*** Opening Data to use ***

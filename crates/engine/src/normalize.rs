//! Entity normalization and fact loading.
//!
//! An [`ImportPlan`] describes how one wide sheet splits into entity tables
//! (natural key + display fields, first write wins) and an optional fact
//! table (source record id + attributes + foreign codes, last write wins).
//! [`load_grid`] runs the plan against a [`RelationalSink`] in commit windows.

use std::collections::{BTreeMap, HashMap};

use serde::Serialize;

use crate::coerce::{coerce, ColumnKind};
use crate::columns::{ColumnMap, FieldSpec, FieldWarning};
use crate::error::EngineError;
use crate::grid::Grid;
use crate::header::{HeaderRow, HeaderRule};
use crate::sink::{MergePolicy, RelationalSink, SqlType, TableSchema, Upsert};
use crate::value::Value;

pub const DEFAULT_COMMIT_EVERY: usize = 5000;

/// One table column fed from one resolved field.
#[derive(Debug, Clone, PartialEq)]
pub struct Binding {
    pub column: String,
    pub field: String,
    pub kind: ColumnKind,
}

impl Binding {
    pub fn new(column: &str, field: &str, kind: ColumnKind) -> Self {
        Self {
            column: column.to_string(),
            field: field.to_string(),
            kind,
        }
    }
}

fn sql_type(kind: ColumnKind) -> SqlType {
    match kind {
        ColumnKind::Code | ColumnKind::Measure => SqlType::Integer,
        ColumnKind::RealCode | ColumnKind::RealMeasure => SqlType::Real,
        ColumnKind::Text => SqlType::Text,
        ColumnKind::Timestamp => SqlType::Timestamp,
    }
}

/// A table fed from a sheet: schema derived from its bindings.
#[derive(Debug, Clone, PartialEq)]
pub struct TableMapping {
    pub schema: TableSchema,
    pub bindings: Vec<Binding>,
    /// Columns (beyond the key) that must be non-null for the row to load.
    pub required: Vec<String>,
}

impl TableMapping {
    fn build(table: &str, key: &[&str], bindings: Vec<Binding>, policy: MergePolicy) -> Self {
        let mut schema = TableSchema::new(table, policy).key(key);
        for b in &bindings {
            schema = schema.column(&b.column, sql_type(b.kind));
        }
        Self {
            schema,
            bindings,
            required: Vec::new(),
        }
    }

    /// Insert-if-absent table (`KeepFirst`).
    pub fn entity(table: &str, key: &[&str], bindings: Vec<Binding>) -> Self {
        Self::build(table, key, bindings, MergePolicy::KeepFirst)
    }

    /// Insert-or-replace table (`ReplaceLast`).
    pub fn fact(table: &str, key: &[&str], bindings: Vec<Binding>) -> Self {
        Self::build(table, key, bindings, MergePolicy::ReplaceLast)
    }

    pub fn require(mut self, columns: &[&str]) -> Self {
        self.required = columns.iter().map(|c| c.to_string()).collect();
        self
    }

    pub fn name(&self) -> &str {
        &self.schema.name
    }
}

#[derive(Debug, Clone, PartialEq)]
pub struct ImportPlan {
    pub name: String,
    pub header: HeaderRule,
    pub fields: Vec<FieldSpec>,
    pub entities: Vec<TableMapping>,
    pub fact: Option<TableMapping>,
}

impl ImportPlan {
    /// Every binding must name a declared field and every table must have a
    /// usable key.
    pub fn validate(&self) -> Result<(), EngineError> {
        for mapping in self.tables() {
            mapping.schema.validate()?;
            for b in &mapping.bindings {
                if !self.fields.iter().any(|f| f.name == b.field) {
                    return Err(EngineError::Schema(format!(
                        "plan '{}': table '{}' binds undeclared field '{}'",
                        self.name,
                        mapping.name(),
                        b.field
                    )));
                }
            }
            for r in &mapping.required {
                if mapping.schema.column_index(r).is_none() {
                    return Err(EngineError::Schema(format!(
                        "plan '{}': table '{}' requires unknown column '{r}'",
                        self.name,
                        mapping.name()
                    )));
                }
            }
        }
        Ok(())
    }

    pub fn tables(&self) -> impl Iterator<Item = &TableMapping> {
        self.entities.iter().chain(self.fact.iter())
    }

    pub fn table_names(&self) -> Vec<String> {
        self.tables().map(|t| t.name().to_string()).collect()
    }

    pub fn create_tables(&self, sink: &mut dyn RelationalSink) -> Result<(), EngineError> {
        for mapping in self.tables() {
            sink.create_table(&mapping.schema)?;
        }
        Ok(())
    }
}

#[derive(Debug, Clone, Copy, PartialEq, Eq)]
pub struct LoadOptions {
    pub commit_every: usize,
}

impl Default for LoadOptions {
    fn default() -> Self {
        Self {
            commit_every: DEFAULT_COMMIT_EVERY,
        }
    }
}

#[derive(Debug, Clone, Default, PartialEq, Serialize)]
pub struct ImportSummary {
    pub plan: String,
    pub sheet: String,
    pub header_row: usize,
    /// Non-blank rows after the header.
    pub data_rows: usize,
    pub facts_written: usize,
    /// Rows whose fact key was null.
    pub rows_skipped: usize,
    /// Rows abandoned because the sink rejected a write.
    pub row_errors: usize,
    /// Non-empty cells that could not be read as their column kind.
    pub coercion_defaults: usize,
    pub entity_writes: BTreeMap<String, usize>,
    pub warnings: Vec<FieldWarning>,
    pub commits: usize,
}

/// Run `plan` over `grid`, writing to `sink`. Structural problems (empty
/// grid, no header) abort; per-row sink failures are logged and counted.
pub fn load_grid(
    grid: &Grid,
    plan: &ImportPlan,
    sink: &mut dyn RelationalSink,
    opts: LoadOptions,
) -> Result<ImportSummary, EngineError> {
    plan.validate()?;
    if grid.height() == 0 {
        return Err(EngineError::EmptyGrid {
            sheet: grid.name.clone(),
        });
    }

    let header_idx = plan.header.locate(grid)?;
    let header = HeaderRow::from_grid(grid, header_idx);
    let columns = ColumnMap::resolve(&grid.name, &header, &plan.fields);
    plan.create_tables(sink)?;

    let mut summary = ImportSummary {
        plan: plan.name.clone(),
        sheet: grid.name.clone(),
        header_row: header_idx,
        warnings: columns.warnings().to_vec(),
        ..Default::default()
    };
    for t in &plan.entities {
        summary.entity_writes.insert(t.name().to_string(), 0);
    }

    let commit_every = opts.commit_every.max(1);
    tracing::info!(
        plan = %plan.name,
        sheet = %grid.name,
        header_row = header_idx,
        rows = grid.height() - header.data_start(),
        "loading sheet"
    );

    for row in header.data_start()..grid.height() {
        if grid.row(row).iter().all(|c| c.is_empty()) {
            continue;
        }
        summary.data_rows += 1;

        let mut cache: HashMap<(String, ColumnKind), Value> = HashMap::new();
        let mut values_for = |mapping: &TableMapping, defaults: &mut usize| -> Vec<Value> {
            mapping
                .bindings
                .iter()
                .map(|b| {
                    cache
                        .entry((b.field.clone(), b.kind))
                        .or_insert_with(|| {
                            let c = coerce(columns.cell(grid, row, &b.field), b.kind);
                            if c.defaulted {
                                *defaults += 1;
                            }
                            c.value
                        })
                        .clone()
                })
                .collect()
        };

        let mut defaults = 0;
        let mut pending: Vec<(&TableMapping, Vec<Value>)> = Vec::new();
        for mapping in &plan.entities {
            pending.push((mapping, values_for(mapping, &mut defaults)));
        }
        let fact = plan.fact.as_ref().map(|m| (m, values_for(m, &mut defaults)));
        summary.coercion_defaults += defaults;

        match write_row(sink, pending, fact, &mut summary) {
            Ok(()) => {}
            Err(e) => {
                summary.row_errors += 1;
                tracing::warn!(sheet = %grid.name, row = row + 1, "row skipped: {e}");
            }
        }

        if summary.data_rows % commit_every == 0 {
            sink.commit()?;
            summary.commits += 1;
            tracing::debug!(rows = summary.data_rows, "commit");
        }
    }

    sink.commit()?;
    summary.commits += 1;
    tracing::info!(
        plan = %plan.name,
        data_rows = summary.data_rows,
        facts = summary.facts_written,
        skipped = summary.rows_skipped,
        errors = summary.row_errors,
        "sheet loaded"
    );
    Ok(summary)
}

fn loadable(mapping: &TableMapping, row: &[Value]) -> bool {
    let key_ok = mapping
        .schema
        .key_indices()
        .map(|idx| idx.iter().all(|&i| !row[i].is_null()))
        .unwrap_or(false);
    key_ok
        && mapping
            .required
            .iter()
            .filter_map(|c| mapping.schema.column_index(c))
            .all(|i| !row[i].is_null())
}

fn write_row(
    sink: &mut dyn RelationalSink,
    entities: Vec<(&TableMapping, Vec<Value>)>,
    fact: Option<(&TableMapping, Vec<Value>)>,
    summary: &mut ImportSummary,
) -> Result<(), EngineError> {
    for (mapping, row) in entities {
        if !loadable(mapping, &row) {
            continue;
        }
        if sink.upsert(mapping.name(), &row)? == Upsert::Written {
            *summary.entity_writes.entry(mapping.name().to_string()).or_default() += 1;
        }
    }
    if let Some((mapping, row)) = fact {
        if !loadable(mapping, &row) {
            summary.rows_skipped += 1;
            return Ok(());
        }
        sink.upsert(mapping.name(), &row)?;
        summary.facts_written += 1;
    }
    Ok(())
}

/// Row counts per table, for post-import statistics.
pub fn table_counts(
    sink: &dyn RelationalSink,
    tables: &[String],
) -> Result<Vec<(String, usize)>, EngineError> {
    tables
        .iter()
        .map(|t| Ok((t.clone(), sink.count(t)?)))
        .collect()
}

*** Closing Data to use ***

# [Exercise brief]
Lines in the records above that contain the word "TableSchema" need to be counted; the reply is that number and nothing else.

# [Response]
3